Abstract

Context: Obese adults are more susceptible to poor vitamin D status and response to supplementation than lean adults, but explanatory mechanisms remain unclear. Proposed hypotheses include increased degradation or adipose tissue sequestration of vitamin D.

Objective: The purpose of this study was to investigate how plasma 25-hydroxyvitamin D₃ [25(OH)D₃] concentrations respond to vitamin D repletion relative to changes in plasma vitamin D ₃ and the major degradation metabolite, 24,25-dihydroxyvitamin D ₃ [24,25(OH)₂D₃]. We also investigated how obesity and obesity-related adipose tissue inflammation affects vitamin D status.

Methods: This was a randomized intervention pilot study that supplemented daily oral vitamin D₃ doses of either 2,000 IU or 4,000 IU to fifteen vitamin D-deficient, overweight to obese adults for three months. At baseline and 3-month visits, we measured concentrations of vitamin D₃, 25(OH)D₃, and 24,25(OH)₂D ₃ in plasma and adipose tissue using high performance liquid chromatography-tandem mass spectrometry. We also measured gene expression of the pro-inflammatory cytokine, tumor necrosis factor-alpha (TNFα), in adipose tissue.

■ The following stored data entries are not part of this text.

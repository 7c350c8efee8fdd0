// ==========================================
// 生产管理系统 - 生产线 API
// ==========================================
// 职责: 生产线的查询、新增、修改、删除
// 规则:
// - 编号、名称统一转大写后写入
// - 编号唯一性由存储层 UNIQUE 约束保证（不做预检查）
// - 删除生产线级联删除其特殊信息
// ==========================================

use serde::{Deserialize, Serialize};
use std::sync::Arc;

use crate::api::error::{classify_repository_error, ApiError, ApiResult};
use crate::api::validator::{
    require_non_negative, require_non_negative_int, require_percentage, require_positive_id,
    require_text, Validate,
};
use crate::domain::production_line::{ProductionLine, ProductionLineDraft};
use crate::domain::types::{Entity, LineType};
use crate::operator::{resolve_operator, OperatorResolver};
use crate::repository::production_line_repo::ProductionLineRepository;

// ==========================================
// 请求结构
// ==========================================

impl Validate for ProductionLineDraft {
    fn validate(&self) -> ApiResult<()> {
        require_text("line_number", &self.line_number)?;
        require_text("line_name", &self.line_name)?;
        require_non_negative_int("shift", self.shift)?;
        require_non_negative("speed", self.speed)?;
        require_percentage("efficiency", self.efficiency)?;
        Ok(())
    }
}

/// 修改生产线请求（id 与字段平铺）
#[derive(Debug, Clone, PartialEq, Serialize, Deserialize)]
#[serde(deny_unknown_fields)]
pub struct UpdateProductionLineRequest {
    pub id: i64,
    pub line_number: String,
    pub line_name: String,
    pub line_type: LineType,
    pub shift: i64,
    pub speed: f64,
    pub efficiency: f64,
    #[serde(default)]
    pub group: Option<i64>,
    #[serde(default)]
    pub flow_code: Option<String>,
    #[serde(default)]
    pub abbreviation: Option<String>,
}

impl UpdateProductionLineRequest {
    pub fn into_parts(self) -> (i64, ProductionLineDraft) {
        (
            self.id,
            ProductionLineDraft {
                line_number: self.line_number,
                line_name: self.line_name,
                line_type: self.line_type,
                shift: self.shift,
                speed: self.speed,
                efficiency: self.efficiency,
                group: self.group,
                flow_code: self.flow_code,
                abbreviation: self.abbreviation,
            },
        )
    }
}

impl Validate for UpdateProductionLineRequest {
    fn validate(&self) -> ApiResult<()> {
        require_positive_id("id", self.id)?;
        require_text("line_number", &self.line_number)?;
        require_text("line_name", &self.line_name)?;
        require_non_negative_int("shift", self.shift)?;
        require_non_negative("speed", self.speed)?;
        require_percentage("efficiency", self.efficiency)?;
        Ok(())
    }
}

/// 约束违反时回显的提交值
fn submitted_columns(line: &ProductionLineDraft) -> [(&'static str, String); 5] {
    [
        ("line_number", line.line_number.clone()),
        ("line_type", line.line_type.to_db_str().to_string()),
        ("shift", line.shift.to_string()),
        ("speed", line.speed.to_string()),
        ("efficiency", line.efficiency.to_string()),
    ]
}

// ==========================================
// ProductionLineApi - 生产线 API
// ==========================================
pub struct ProductionLineApi {
    line_repo: Arc<ProductionLineRepository>,
    operator: Arc<dyn OperatorResolver>,
}

impl ProductionLineApi {
    pub fn new(line_repo: Arc<ProductionLineRepository>, operator: Arc<dyn OperatorResolver>) -> Self {
        Self { line_repo, operator }
    }

    /// 查询全部生产线（车身 → 涂装 → 总装，同类型按编号）
    pub fn list_lines(&self) -> ApiResult<Vec<ProductionLine>> {
        Ok(self.line_repo.list_all()?)
    }

    /// 新增生产线
    ///
    /// # 返回
    /// - Ok(id): 新生产线 id
    /// - Err(ApiError::ConstraintViolation): 编号重复或类型等字段不合法
    pub fn create_line(&self, mut line: ProductionLineDraft) -> ApiResult<i64> {
        line.validate()?;
        line.normalize();

        let operator = resolve_operator(self.operator.as_ref());
        let id = self
            .line_repo
            .insert(&line, &operator)
            .map_err(|e| classify_repository_error(e, Entity::ProductionLine, &submitted_columns(&line)))?;

        tracing::info!(
            "新增生产线: id={}, line_number={}, operator={}",
            id,
            line.line_number,
            operator
        );
        Ok(id)
    }

    /// 修改生产线（id 不存在时返回 NotFound）
    pub fn update_line(&self, request: UpdateProductionLineRequest) -> ApiResult<()> {
        request.validate()?;
        let (id, mut line) = request.into_parts();
        line.normalize();

        let operator = resolve_operator(self.operator.as_ref());
        let affected = self
            .line_repo
            .update(id, &line, &operator)
            .map_err(|e| classify_repository_error(e, Entity::ProductionLine, &submitted_columns(&line)))?;

        if affected == 0 {
            return Err(ApiError::NotFound(format!("{}(id={})不存在", Entity::ProductionLine.label(), id)));
        }

        tracing::info!("修改生产线: id={}, operator={}", id, operator);
        Ok(())
    }

    /// 删除生产线（级联删除特殊信息）
    ///
    /// id 不存在时不报错，返回受影响行数 0
    pub fn delete_line(&self, id: i64) -> ApiResult<usize> {
        require_positive_id("id", id)?;

        let affected = self
            .line_repo
            .delete(id)
            .map_err(|e| classify_repository_error::<&str>(e, Entity::ProductionLine, &[]))?;

        tracing::info!("删除生产线: id={}, affected={}", id, affected);
        Ok(affected)
    }
}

Results: Plasma concentration of 25(OH)D₃ significantly increased after supplementation (p < 0.001), and increased more in the 4,000 IU/d group than in the 2,000 IU/d group (p = 0.04). Change in plasma 25(OH)D₃ was positively associated with change in plasma 24,25(OH) ₂D₃ (β-coefficient 3.7, 95% CI 1.9-5.4, p = 0.001), but not associated with change in plasma vitamin D₃. We also computed a multivariable model that included change in plasma concentrations of both vitamin D₃ and 24,25(OH)₂D₃ as independent variables and adjusted for dose. In this analysis, the association between changes in plasma 25(OH)D₃ and 24,25(OH)₂D₃ remained significantly positive, but the association between changes in plasma 25(OH)D₃ and vitamin D₃ became significantly inverse (β-coefficient -0.4, 95% CI -0.8- -0.01, p = 0.046). BMI was not significantly associated with the changes in plasma 25(OH)D₃, 24,25(OH) ₂D₃, or vitamin D₃. Adipose tissue expression of TNFα was not associated with changes in plasma 25(OH)D₃ or 24,25(OH)₂D₃.

Conclusion: Our findings were inconclusive about the sequestration hypothesis and did not support the hypothesis that the obese degrade more vitamin D than the lean due to greater adipose tissue inflammation. Future studies should investigate how baseline vitamin D status affects vitamin D response in the obese population.